After I finished final exams in Bangkok, I flew overnight to Tokyo for a weeklong break. Japan had been near the top of my list of places to visit for a long time, though I was hesitant because I expected it to be very expensive. It is certainly more expensive than Bangkok and Kuala Lumpur, but it was not nearly as expensive as I feared: on par with what I would spend in Western Europe but not extravagantly so.
What helped the most was purchasing a Japan Rail Pass. I ordered a 7-day pass for about $250 and had it mailed to me in Bangkok. It’s not possible to acquire the pass once you arrive in Japan, so it requires some forethought. But it then provides unlimited access to the JR trains throughout Japan: most of the Shinkansen (bullet trains) plus regional trains. I found it to be easy to use and economical. When you arrive, you trade in your pass voucher, and they give you the pass itself. Then you show it at the ticket counter for reserved tickets or just show it on the train for unreserved cars. Japanese trains are very well-organised, and though every station is insanely crowded, it’s pretty easy to figure out where to go.

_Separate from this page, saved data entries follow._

//! Longest-common-subsequence aligners
//!
//! Two flavours share one edit script type:
//!
//! - [`align`]: plain LCS over `Eq` items (text tokens)
//! - [`align_weighted`]: LCS over a match-candidacy predicate that also
//!   carries a similarity weight (sibling nodes)
//!
//! Both build a suffix table and walk it forward, so on ties the earliest
//! pairs win and deletions are emitted before insertions.
//!
//! # Complexity
//!
//! - Time: O(n * m) after stripping the common prefix and suffix
//! - Space: O(n * m) table, bounded by `max_cells`
//!
//! When the table would exceed `max_cells`, the middle is reported as a
//! single delete-everything, insert-everything region.

// =============================================================================
// Public Types
// =============================================================================

/// Edit operation in an alignment script
#[derive(Debug, Clone, Copy, PartialEq, Eq)]
pub enum Edit {
    /// Item at old_idx corresponds to item at new_idx
    Keep { old_idx: usize, new_idx: usize },
    /// Insert new item at new_idx
    Insert { new_idx: usize },
    /// Delete old item at old_idx
    Delete { old_idx: usize },
}

impl Edit {
    pub fn is_keep(&self) -> bool {
        matches!(self, Edit::Keep { .. })
    }

    pub fn is_change(&self) -> bool {
        !self.is_keep()
    }
}

/// Statistics of an edit script
#[derive(Debug, Default, Clone, Copy, PartialEq, Eq)]
pub struct LcsStats {
    pub kept: usize,
    pub inserted: usize,
    pub deleted: usize,
}

impl LcsStats {
    /// Count the operations of `edits`
    pub fn of(edits: &[Edit]) -> Self {
        let mut stats = Self::default();
        for edit in edits {
            match edit {
                Edit::Keep { .. } => stats.kept += 1,
                Edit::Insert { .. } => stats.inserted += 1,
                Edit::Delete { .. } => stats.deleted += 1,
            }
        }
        stats
    }

    pub fn edit_count(&self) -> usize {
        self.inserted + self.deleted
    }

    pub fn is_empty(&self) -> bool {
        self.edit_count() == 0
    }
}

// =============================================================================
// Unweighted LCS
// =============================================================================

/// Align two sequences, keeping a longest common subsequence.
pub fn align<T: Eq>(old: &[T], new: &[T], max_cells: usize) -> Vec<Edit> {
    let n = old.len();
    let m = new.len();

    let mut prefix = 0;
    while prefix < n && prefix < m && old[prefix] == new[prefix] {
        prefix += 1;
    }
    let mut suffix = 0;
    while suffix < n - prefix && suffix < m - prefix && old[n - 1 - suffix] == new[m - 1 - suffix] {
        suffix += 1;
    }

    let mut edits = Vec::with_capacity(n.max(m));
    edits.extend((0..prefix).map(|i| Edit::Keep { old_idx: i, new_idx: i }));

    let old_mid = &old[prefix..n - suffix];
    let new_mid = &new[prefix..m - suffix];
    let cells = old_mid.len().saturating_mul(new_mid.len());
    if cells > max_cells {
        tracing::debug!(cells, max_cells, "alignment table too large, replacing middle");
        push_replacement(&mut edits, prefix..n - suffix, prefix..m - suffix);
    } else {
        for edit in lcs_middle(old_mid, new_mid) {
            edits.push(shift(edit, prefix, prefix));
        }
    }

    edits.extend((0..suffix).map(|i| Edit::Keep {
        old_idx: n - suffix + i,
        new_idx: m - suffix + i,
    }));
    edits
}

fn lcs_middle<T: Eq>(old: &[T], new: &[T]) -> Vec<Edit> {
    let n = old.len();
    let m = new.len();
    let width = m + 1;

    // table[i * width + j] = LCS length of old[i..] and new[j..]
    let mut table = vec![0u32; (n + 1) * width];
    for i in (0..n).rev() {
        for j in (0..m).rev() {
            table[i * width + j] = if old[i] == new[j] {
                table[(i + 1) * width + j + 1] + 1
            } else {
                table[(i + 1) * width + j].max(table[i * width + j + 1])
            };
        }
    }

    let mut edits = Vec::with_capacity(n.max(m));
    let (mut i, mut j) = (0, 0);
    while i < n && j < m {
        if old[i] == new[j] {
            edits.push(Edit::Keep { old_idx: i, new_idx: j });
            i += 1;
            j += 1;
        } else if table[(i + 1) * width + j] >= table[i * width + j + 1] {
            edits.push(Edit::Delete { old_idx: i });
            i += 1;
        } else {
            edits.push(Edit::Insert { new_idx: j });
            j += 1;
        }
    }
    edits.extend((i..n).map(|old_idx| Edit::Delete { old_idx }));
    edits.extend((j..m).map(|new_idx| Edit::Insert { new_idx }));
    edits
}

// =============================================================================
// Weighted LCS
// =============================================================================

/// Alignment score: matched pairs first, then summed similarity.
#[derive(Debug, Clone, Copy, Default, PartialEq, PartialOrd)]
struct Score {
    matches: u32,
    similarity: f64,
}

impl Score {
    fn with_pair(self, similarity: f64) -> Self {
        Self {
            matches: self.matches + 1,
            similarity: self.similarity + similarity,
        }
    }

    fn max(self, other: Self) -> Self {
        if other > self { other } else { self }
    }
}

/// Align two sequences of length `n` and `m` under a candidacy predicate.
///
/// `score(i, j)` returns `None` when old item `i` may not pair with new item
/// `j`, or `Some(similarity)` in `[0, 1]` when it may. The alignment
/// maximizes the number of pairs, then the summed similarity.
///
/// Over `max_cells`, only leading and trailing pairs of similarity `1.0` are
/// kept and the middle is replaced.
pub fn align_weighted<F>(n: usize, m: usize, score: F, max_cells: usize) -> Vec<Edit>
where
    F: Fn(usize, usize) -> Option<f64>,
{
    if n.saturating_mul(m) > max_cells {
        tracing::debug!(n, m, max_cells, "weighted alignment too large, matching ends only");
        let identical = |i, j| score(i, j).is_some_and(|s| s >= 1.0);
        let mut prefix = 0;
        while prefix < n && prefix < m && identical(prefix, prefix) {
            prefix += 1;
        }
        let mut suffix = 0;
        while suffix < n - prefix && suffix < m - prefix && identical(n - 1 - suffix, m - 1 - suffix) {
            suffix += 1;
        }
        let mut edits: Vec<Edit> = (0..prefix).map(|i| Edit::Keep { old_idx: i, new_idx: i }).collect();
        push_replacement(&mut edits, prefix..n - suffix, prefix..m - suffix);
        edits.extend((0..suffix).map(|i| Edit::Keep {
            old_idx: n - suffix + i,
            new_idx: m - suffix + i,
        }));
        return edits;
    }

    let width = m + 1;
    // Pair weights, computed once; negative marks a non-candidate
    let mut weights = vec![-1.0f64; n * m];
    for i in 0..n {
        for j in 0..m {
            if let Some(s) = score(i, j) {
                weights[i * m + j] = s.clamp(0.0, 1.0);
            }
        }
    }
    let pair = |i: usize, j: usize| {
        let w = weights[i * m + j];
        (w >= 0.0).then_some(w)
    };

    let mut table = vec![Score::default(); (n + 1) * width];
    for i in (0..n).rev() {
        for j in (0..m).rev() {
            let skip = table[(i + 1) * width + j].max(table[i * width + j + 1]);
            table[i * width + j] = match pair(i, j) {
                Some(w) => skip.max(table[(i + 1) * width + j + 1].with_pair(w)),
                None => skip,
            };
        }
    }

    let mut edits = Vec::with_capacity(n.max(m));
    let (mut i, mut j) = (0, 0);
    while i < n && j < m {
        let delete = table[(i + 1) * width + j];
        let insert = table[i * width + j + 1];
        let take = pair(i, j)
            .map(|w| table[(i + 1) * width + j + 1].with_pair(w))
            .is_some_and(|matched| matched >= delete && matched >= insert);
        if take {
            edits.push(Edit::Keep { old_idx: i, new_idx: j });
            i += 1;
            j += 1;
        } else if delete >= insert {
            edits.push(Edit::Delete { old_idx: i });
            i += 1;
        } else {
            edits.push(Edit::Insert { new_idx: j });
            j += 1;
        }
    }
    edits.extend((i..n).map(|old_idx| Edit::Delete { old_idx }));
    edits.extend((j..m).map(|new_idx| Edit::Insert { new_idx }));
    edits
}

// =============================================================================
// Helpers
// =============================================================================

fn push_replacement(edits: &mut Vec<Edit>, old: std::ops::Range<usize>, new: std::ops::Range<usize>) {
    edits.extend(old.map(|old_idx| Edit::Delete { old_idx }));
    edits.extend(new.map(|new_idx| Edit::Insert { new_idx }));
}

fn shift(edit: Edit, old_offset: usize, new_offset: usize) -> Edit {
    match edit {
        Edit::Keep { old_idx, new_idx } => Edit::Keep {
            old_idx: old_idx + old_offset,
            new_idx: new_idx + new_offset,
        },
        Edit::Insert { new_idx } => Edit::Insert {
            new_idx: new_idx + new_offset,
        },
        Edit::Delete { old_idx } => Edit::Delete {
            old_idx: old_idx + old_offset,
        },
    }
}
//! Core transform trait.

use crate::node::Document;

/// Rewrite a document into another document.
pub trait Transform: Sized {
    /// Transform the document.
    fn transform(self, doc: Document) -> Document;
}

// =============================================================================
// IdentityTransform
// =============================================================================

/// Identity transform that returns the document unchanged.
///
/// Stands in for a skipped step in [`Pipeline::pipe_if`](super::Pipeline::pipe_if).
#[derive(Debug, Clone, Copy, Default)]
pub struct IdentityTransform;

impl Transform for IdentityTransform {
    #[inline]
    fn transform(self, doc: Document) -> Document {
        doc
    }
}

/// Any `FnOnce(&mut Document)` is an in-place transform.
impl<F> Transform for F
where
    F: FnOnce(&mut Document),
{
    #[inline]
    fn transform(self, mut doc: Document) -> Document {
        self(&mut doc);
        doc
    }
}
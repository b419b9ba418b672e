//! Text tokenizer
//!
//! Splits a text run into words, whitespace runs, character entities and
//! single punctuation characters. Tokens borrow from the input, and
//! concatenating them in order gives back the input exactly.

// =============================================================================
// Token
// =============================================================================

/// Kind of a text token
#[derive(Debug, Clone, Copy, PartialEq, Eq, Hash)]
pub enum TokenKind {
    /// Run of letters or run of digits, with internal joiners
    Word,
    /// Maximal run of whitespace
    Whitespace,
    /// One character that is not part of any other token
    Punctuation,
    /// `&name;`, `&#123;` or `&#x1F;`
    Entity,
}

/// Atomic unit of text
#[derive(Debug, Clone, Copy, PartialEq, Eq, Hash)]
pub struct Token<'a> {
    pub kind: TokenKind,
    pub text: &'a str,
}

impl<'a> Token<'a> {
    #[inline]
    pub fn is_whitespace(&self) -> bool {
        self.kind == TokenKind::Whitespace
    }
}

// =============================================================================
// Tokenizer
// =============================================================================

/// Split `text` into tokens.
///
/// Total for any input; the empty string yields no tokens.
pub fn split_text(text: &str) -> Vec<Token<'_>> {
    let mut tokens = Vec::new();
    let mut rest = text;
    while let Some(first) = rest.chars().next() {
        let (kind, len) = scan(rest, first);
        tokens.push(Token {
            kind,
            text: &rest[..len],
        });
        rest = &rest[len..];
    }
    tokens
}

/// Non-whitespace tokens of `text`, as strings
pub fn words(text: &str) -> impl Iterator<Item = &str> {
    split_text(text)
        .into_iter()
        .filter(|t| !t.is_whitespace())
        .map(|t| t.text)
}

fn scan(s: &str, first: char) -> (TokenKind, usize) {
    if let Some(class) = WordClass::of(first) {
        return (TokenKind::Word, scan_word(s, class));
    }
    if first.is_whitespace() {
        let len = s.find(|c: char| !c.is_whitespace()).unwrap_or(s.len());
        return (TokenKind::Whitespace, len);
    }
    if first == '&' {
        if let Some(len) = entity_len(s) {
            return (TokenKind::Entity, len);
        }
    }
    (TokenKind::Punctuation, first.len_utf8())
}

/// Letters and digits never share a word.
#[derive(Debug, Clone, Copy, PartialEq, Eq)]
enum WordClass {
    Letter,
    Digit,
}

impl WordClass {
    fn of(c: char) -> Option<Self> {
        if c.is_alphabetic() {
            Some(WordClass::Letter)
        } else if c.is_numeric() {
            Some(WordClass::Digit)
        } else {
            None
        }
    }

    fn contains(self, c: char) -> bool {
        WordClass::of(c) == Some(self)
    }
}

#[inline]
fn is_joiner(c: char) -> bool {
    matches!(c, '\'' | '\u{2019}' | '-' | '/')
}

fn scan_word(s: &str, class: WordClass) -> usize {
    let mut end = 0;
    let mut chars = s.char_indices().peekable();
    while let Some((i, c)) = chars.next() {
        if class.contains(c) {
            end = i + c.len_utf8();
            continue;
        }
        // A joiner only binds when the word continues right after it
        let continues = is_joiner(c) && chars.peek().is_some_and(|&(_, next)| class.contains(next));
        if !continues {
            break;
        }
    }
    end
}

/// Byte length of the entity at the start of `s`, which begins with `&`
pub(crate) fn entity_len(s: &str) -> Option<usize> {
    let body = &s[1..];
    let name_len = match body.strip_prefix('#') {
        Some(num) => match num.strip_prefix(['x', 'X']) {
            Some(hex) => {
                let digits = hex.bytes().take_while(u8::is_ascii_hexdigit).count();
                (digits > 0).then_some(2 + digits)?
            }
            None => {
                let digits = num.bytes().take_while(u8::is_ascii_digit).count();
                (digits > 0).then_some(1 + digits)?
            }
        },
        None => {
            if !body.starts_with(|c: char| c.is_ascii_alphabetic()) {
                return None;
            }
            body.bytes().take_while(u8::is_ascii_alphanumeric).count()
        }
    };
    (body.as_bytes().get(name_len) == Some(&b';')).then_some(name_len + 2)
}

I had a lot of opportunity to practice this process during my weeklong adventures. I arrived in Tokyo’s Narita airport, took the Narita Express to Tokyo and transferred to a train north to Sendai. After visiting some friends in Sendai, I went back to Tokyo before heading south to Kyoto and exploring the many temples and other imperial sites there. Finally, I traveled on to Hiroshima to see the city and the Atomic Bomb Museum before returning to Tokyo. It was an action-packed week, and I will use the next series of posts to share my adventures with you.